Just a Fluke, Inc. v. Litalien CA4/3

CourtCalifornia Court of Appeal
DecidedMarch 23, 2021
DocketG058535
StatusUnpublished

This text of Just a Fluke, Inc. v. Litalien CA4/3 (Just a Fluke, Inc. v. Litalien CA4/3) is published on Counsel Stack Legal Research, covering California Court of Appeal primary law. Counsel Stack provides free access to over 12 million legal documents including statutes, case law, regulations, and constitutions.

Bluebook
Just a Fluke, Inc. v. Litalien CA4/3, (Cal. Ct. App. 2021).

Opinion

Filed 3/23/21 Just a Fluke, Inc. v. Litalien CA4/3

NOT TO BE PUBLISHED IN THE OFFICIAL REPORTS California Rules of Court, rule 8.1115(a), prohibits courts and parties from citing or relying on opinions not certified for publication or ordered published, except as specified by rule 8.1115(b). This opinion has not been certified for publication or ordered published for purposes of rule 8.1115.
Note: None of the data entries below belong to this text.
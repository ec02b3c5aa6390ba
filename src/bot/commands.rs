//! Slash-command classification and the catalog-browsing replies.

use crate::store::Product;
use std::collections::HashSet;
use std::fmt::Write;

pub const COMMAND_PREFIX: char = '/';
const START: &str = "/start";
const CATALOG: &str = "/catalog";
const CATALOG_PREFIX: &str = "/catalog_";
const SUBCATEGORY_PREFIX: &str = "/subcategory_";

#[derive(Debug, Clone, PartialEq, Eq)]
pub enum Command {
    /// `/start…` (prefix match)
    Start,
    /// `/catalog` (exact)
    Catalogs,
    /// `/catalog_<name>`
    Catalog(String),
    /// `/subcategory_<name>`
    Subcategory(String),
    Unknown(String),
}

impl Command {
    /// Classify `text`. Returns `None` for free text.
    ///
    /// In group chats Telegram appends `@<botname>` to the command word; the
    /// suffix is dropped when it names `bot_identifier`.
    pub fn parse(text: &str, bot_identifier: &str) -> Option<Self> {
        let text = text.trim();
        if !text.starts_with(COMMAND_PREFIX) {
            return None;
        }
        let normalized = strip_bot_mention(text, bot_identifier);
        let text = normalized.as_str();

        let command = if text.starts_with(START) {
            Self::Start
        } else if text == CATALOG {
            Self::Catalogs
        } else if let Some(name) = non_blank_suffix(text, CATALOG_PREFIX) {
            Self::Catalog(name)
        } else if let Some(name) = non_blank_suffix(text, SUBCATEGORY_PREFIX) {
            Self::Subcategory(name)
        } else {
            Self::Unknown(text.to_string())
        };
        Some(command)
    }

    /// Short label for logs.
    pub fn kind(&self) -> &'static str {
        match self {
            Self::Start => "start",
            Self::Catalogs => "catalogs",
            Self::Catalog(_) => "catalog",
            Self::Subcategory(_) => "subcategory",
            Self::Unknown(_) => "unknown",
        }
    }
}

fn non_blank_suffix(text: &str, prefix: &str) -> Option<String> {
    text.strip_prefix(prefix)
        .map(str::trim)
        .filter(|rest| !rest.is_empty())
        .map(ToString::to_string)
}

fn strip_bot_mention(text: &str, bot_identifier: &str) -> String {
    let (head, tail) = match text.find(char::is_whitespace) {
        Some(pos) => text.split_at(pos),
        None => (text, ""),
    };
    match head.rsplit_once('@') {
        Some((command, mention)) if mention.eq_ignore_ascii_case(bot_identifier) => {
            format!("{command}{tail}")
        }
        _ => text.to_string(),
    }
}

/// Distinct non-blank values in first-seen order.
pub fn distinct_non_blank<'a>(values: impl IntoIterator<Item = &'a str>) -> Vec<&'a str> {
    let mut seen = HashSet::new();
    values
        .into_iter()
        .map(str::trim)
        .filter(|value| !value.is_empty())
        .filter(|value| seen.insert(*value))
        .collect()
}

// ── Reply texts ──────────────────────────────────────────────────

pub fn greeting(shop_name: &str) -> String {
    format!(
        "👋 Welcome to {shop_name}!\n\n\
         I can help you find products and answer questions about them.\n\
         Use /catalog to browse the catalog, or just tell me what you are looking for."
    )
}

pub fn catalog_listing(products: &[Product]) -> String {
    let catalogs = distinct_non_blank(products.iter().map(|p| p.catalog.as_str()));
    if catalogs.is_empty() {
        return "The catalog is empty for now.".to_string();
    }
    let mut out = String::from("📂 Catalogs:\n\n");
    for catalog in catalogs {
        let _ = writeln!(out, "{CATALOG_PREFIX}{catalog}");
    }
    out
}

pub fn subcategory_listing(catalog: &str, products: &[Product]) -> String {
    let subcategories = distinct_non_blank(products.iter().map(|p| p.subcategory.as_str()));
    if subcategories.is_empty() {
        return format!("No subcategories found in {catalog}.");
    }
    let mut out = format!("📁 {catalog}:\n\n");
    for subcategory in subcategories {
        let _ = writeln!(out, "{SUBCATEGORY_PREFIX}{subcategory}");
    }
    out
}

pub fn no_products(subcategory: &str) -> String {
    format!("No products found in {subcategory}.")
}

pub fn help() -> String {
    "Unknown command. Available commands:\n\
     /start - welcome message\n\
     /catalog - browse the catalog\n\n\
     You can also just ask me about our products."
        .to_string()
}

pub fn not_registered() -> String {
    "This bot is not registered in the shop system.".to_string()
}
IN THE COURT OF APPEAL OF THE STATE OF CALIFORNIA

FOURTH APPELLATE DISTRICT

DIVISION THREE

JUST A FLUKE, INC.,

Plaintiff and Appellant, G058535

v. (Super. Ct. No. 30-2017-00917590)

JACQUES LITALIEN, et al., OPINION

Defendants and Respondents;

Appeal from an order of the Superior Court of Orange County, Geoffrey T. Glass and James Di Cesare, Judges. Affirmed. Request for judicial notice denied. Cooksey, Toolen, Gage, Duffy & Woog, Phil Woog and Matthew R. Pahl; Law Offices of Christopher P. Ruiz and Christopher P. Ruiz for Plaintiff and Appellant. Stuart Kane, Donald J. Hamman and Eve A. Brackmann for Defendants and Respondents. Plaintiff Just a Fluke, Inc. appeals from an attorney fee award arising from dismissal of its declaratory relief action, which sought a judicial declaration that an 1 arbitration between plaintiff and defendants Jacques and Anita Litalien was not a “consumer” arbitration. Plaintiff contends the trial court should not have granted defendants their attorney fees because the underlying construction defect dispute remains to be arbitrated. We disagree and affirm. FACTS Defendants sued their property insurer for bad faith based on failure to cover damages arising from a plumbing leak in their home. Plaintiff, a general contractor, was retained by the insurer as an expert witness in that lawsuit. As part of the settlement of the lawsuit, plaintiff agreed to perform certain repairs to defendants’ home. The construction contract between plaintiff and defendants called for arbitration of any disputes “arising out of or related to” the contract or project. It also contained two prevailing party attorney fee provisions, one specific to arbitration proceedings, and one for all purposes. Later, a dispute arose between plaintiff and defendants regarding the construction work and payment. Defendants initially filed a lawsuit against plaintiff, but quickly dismissed it and instead filed a demand for arbitration with JAMS, pursuant to the contract. Defendants’ demand designated the proceeding as a “consumer arbitration” under Code of Civil Procedure section 1284.3, and filed a fee waiver declaration based on indigency along with the demand.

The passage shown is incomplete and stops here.